Bruce Momjian wrote:
>Andrew Dunstan wrote:
>
>
>>We currently have this in the default pg_hba.conf file:
>>
>> host all all 127.0.0.1 255.255.255.255 trust
>>
>>The idea was to have something which would perform equivalently on IP4
>>only, IP4 over IP6 and pure IP6 connections, without breaking the
>>postmaster host in any of them.
>>
>>It is perfectly true that it could be mangled by the administrator -
>>this would save him/her having to do so for the default case. In my
>>proposal you would replace this default line with:
>>
>> loopback all all trust
>>
>>It's the fact that it is the default that makes it special. Does that
>>make things clearer?
>>
>>
>
>We have avoided doing dns lookups from pg_hba.conf, and hence the use of
>127.0.0.1 instead of localhost. Now that we cache pg_hba.conf, we could
>consider allowing hostnames in pg_hba.conf.

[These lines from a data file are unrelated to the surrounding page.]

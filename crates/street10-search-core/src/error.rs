//! Error types for Street10 search

use thiserror::Error;

/// Result type alias using the search Error
pub type Result<T> = std::result::Result<T, Error>;

/// Search error types with helpful messages
#[derive(Error, Debug)]
pub enum Error {
    // Network errors (E100-E199)
    #[error("Network error: {0}. Check your connection to the Street10 API.")]
    Network(#[from] reqwest::Error),

    /// A live provider answered with a non-2xx status or could not be
    /// reached. The aggregator treats this as "zero results from that
    /// provider" rather than failing the whole query.
    #[error("Provider '{provider}' unavailable: {message}")]
    ProviderUnavailable { provider: String, message: String },

    #[error("Provider '{provider}' returned an unreadable response: {message}")]
    ResponseParse { provider: String, message: String },

    // Config errors (E600-E699)
    #[error("Configuration error: {0}")]
    Config(String),

    // Input errors (E800-E899)
    #[error("Invalid input: {0}")]
    InvalidInput(String),

    // Generic errors
    #[error("{0}")]
    Other(String),

    #[error(transparent)]
    Io(#[from] std::io::Error),
}

impl Error {
    /// Get error code for this error type
    pub fn code(&self) -> &'static str {
        match self {
            Self::Network(_) => "E100",
            Self::ProviderUnavailable { .. } => "E101",
            Self::ResponseParse { .. } => "E102",
            Self::Config(_) => "E600",
            Self::InvalidInput(_) => "E800",
            Self::Other(_) | Self::Io(_) => "E9999",
        }
    }

    /// Whether the aggregator may swallow this error and keep serving
    /// results from the remaining providers.
    pub fn is_provider_failure(&self) -> bool {
        matches!(
            self,
            Self::Network(_) | Self::ProviderUnavailable { .. } | Self::ResponseParse { .. }
        )
    }

    /// Shorthand for a provider-unavailable error
    pub fn provider_unavailable(provider: impl Into<String>, message: impl Into<String>) -> Self {
        Self::ProviderUnavailable {
            provider: provider.into(),
            message: message.into(),
        }
    }
}
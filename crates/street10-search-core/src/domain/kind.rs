//! Result categories for the admin global search
//!
//! The back office searches seven fixed categories. Each maps to the admin
//! route its "view all" link navigates to.

use serde::{Deserialize, Serialize};
use std::fmt;

/// Categories of entities the global search can return
#[derive(Debug, Clone, Copy, PartialEq, Eq, Hash, Serialize, Deserialize)]
#[serde(rename_all = "kebab-case")]
pub enum ResultKind {
    /// Marketplace customers
    User,
    /// Registered vendors / businesses
    Vendor,
    /// Fixed-price orders
    Order,
    /// Fixed-price products
    Product,
    /// Product categories
    Category,
    /// Finance / wallet records
    Finance,
    /// Auction listings
    BiddingProduct,
}

impl ResultKind {
    /// Convert to the wire string representation
    pub fn as_str(&self) -> &'static str {
        match self {
            Self::User => "user",
            Self::Vendor => "vendor",
            Self::Order => "order",
            Self::Product => "product",
            Self::Category => "category",
            Self::Finance => "finance",
            Self::BiddingProduct => "bidding-product",
        }
    }

    /// Create from the wire string representation
    pub fn parse(s: &str) -> Option<Self> {
        match s.to_lowercase().as_str() {
            "user" => Some(Self::User),
            "vendor" => Some(Self::Vendor),
            "order" => Some(Self::Order),
            "product" => Some(Self::Product),
            "category" => Some(Self::Category),
            "finance" => Some(Self::Finance),
            "bidding-product" => Some(Self::BiddingProduct),
            _ => None,
        }
    }

    /// Human-readable section label shown above each result group
    pub fn label(&self) -> &'static str {
        match self {
            Self::User => "Users",
            Self::Vendor => "Vendors",
            Self::Order => "Orders",
            Self::Product => "Products",
            Self::Category => "Categories",
            Self::Finance => "Finance",
            Self::BiddingProduct => "Auctions",
        }
    }

    /// Admin route base for this category; "view all" links append
    /// `?search=<query>` to it.
    pub fn route_base(&self) -> &'static str {
        match self {
            Self::User => "/users",
            Self::Vendor => "/vendors",
            Self::Order => "/orders",
            Self::Product => "/products",
            Self::Category => "/categories",
            Self::Finance => "/finance",
            Self::BiddingProduct => "/bidding-products",
        }
    }

    /// All categories, in the order the search box renders them by default
    pub fn all() -> Vec<Self> {
        vec![
            Self::User,
            Self::Vendor,
            Self::Order,
            Self::Product,
            Self::Category,
            Self::Finance,
            Self::BiddingProduct,
        ]
    }
}

impl fmt::Display for ResultKind {
    fn fmt(&self, f: &mut fmt::Formatter<'_>) -> fmt::Result {
        write!(f, "{}", self.as_str())
    }
}
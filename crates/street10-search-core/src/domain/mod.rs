//! Domain types for the admin global search

pub mod hit;
pub mod kind;

pub use hit::{GroupedHits, SearchHit};
pub use kind::ResultKind;
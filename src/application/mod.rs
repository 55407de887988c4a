//! Application layer - use cases and services

pub mod commands;
pub mod trade_query;

pub use commands::{Cli, Commands};
pub use trade_query::{FetchOutcome, QueryData, TradeQuery};
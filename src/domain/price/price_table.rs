//! Read-only snapshot of token unit prices keyed by address

use num_rational::BigRational;
use std::collections::HashMap;

/// Token address (lowercase) -> fractional unit price
#[derive(Debug, Clone, Default, PartialEq, Eq)]
pub struct PriceTable {
    prices: HashMap<String, BigRational>,
}

impl PriceTable {
    pub fn new() -> Self {
        Self::default()
    }

    pub fn insert(&mut self, address: &str, price: BigRational) {
        self.prices.insert(address.trim().to_lowercase(), price);
    }

    pub fn get(&self, address: &str) -> Option<&BigRational> {
        self.prices.get(&address.trim().to_lowercase())
    }

    pub fn len(&self) -> usize {
        self.prices.len()
    }

    pub fn is_empty(&self) -> bool {
        self.prices.is_empty()
    }
}

impl FromIterator<(String, BigRational)> for PriceTable {
    fn from_iter<I: IntoIterator<Item = (String, BigRational)>>(iter: I) -> Self {
        let mut table = PriceTable::new();
        for (address, price) in iter {
            table.insert(&address, price);
        }
        table
    }
}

Is that a TODO?
>
>As for the IPv6 issue --- how prevalent is this problem. What OS
>versions are affected? Has the user done something special to enable
>this?
>
>
>
These are orthogonal issues. What I have suggested above would work
purely at the address level, without any name lookup.
Systems (e.g. SUSE) are shipping with IP6 turned on by default - that's
how this came up in the first place.
DNS lookups were discussed back in May, but there didn't seem to be a
nice way to do it in conjunction with netmasks, so I didn't proceed with
it after I did CIDR masks.
If someone can suggest good semantics and there is demand for it I can
look at it again (or someone else can).
cheers
andrew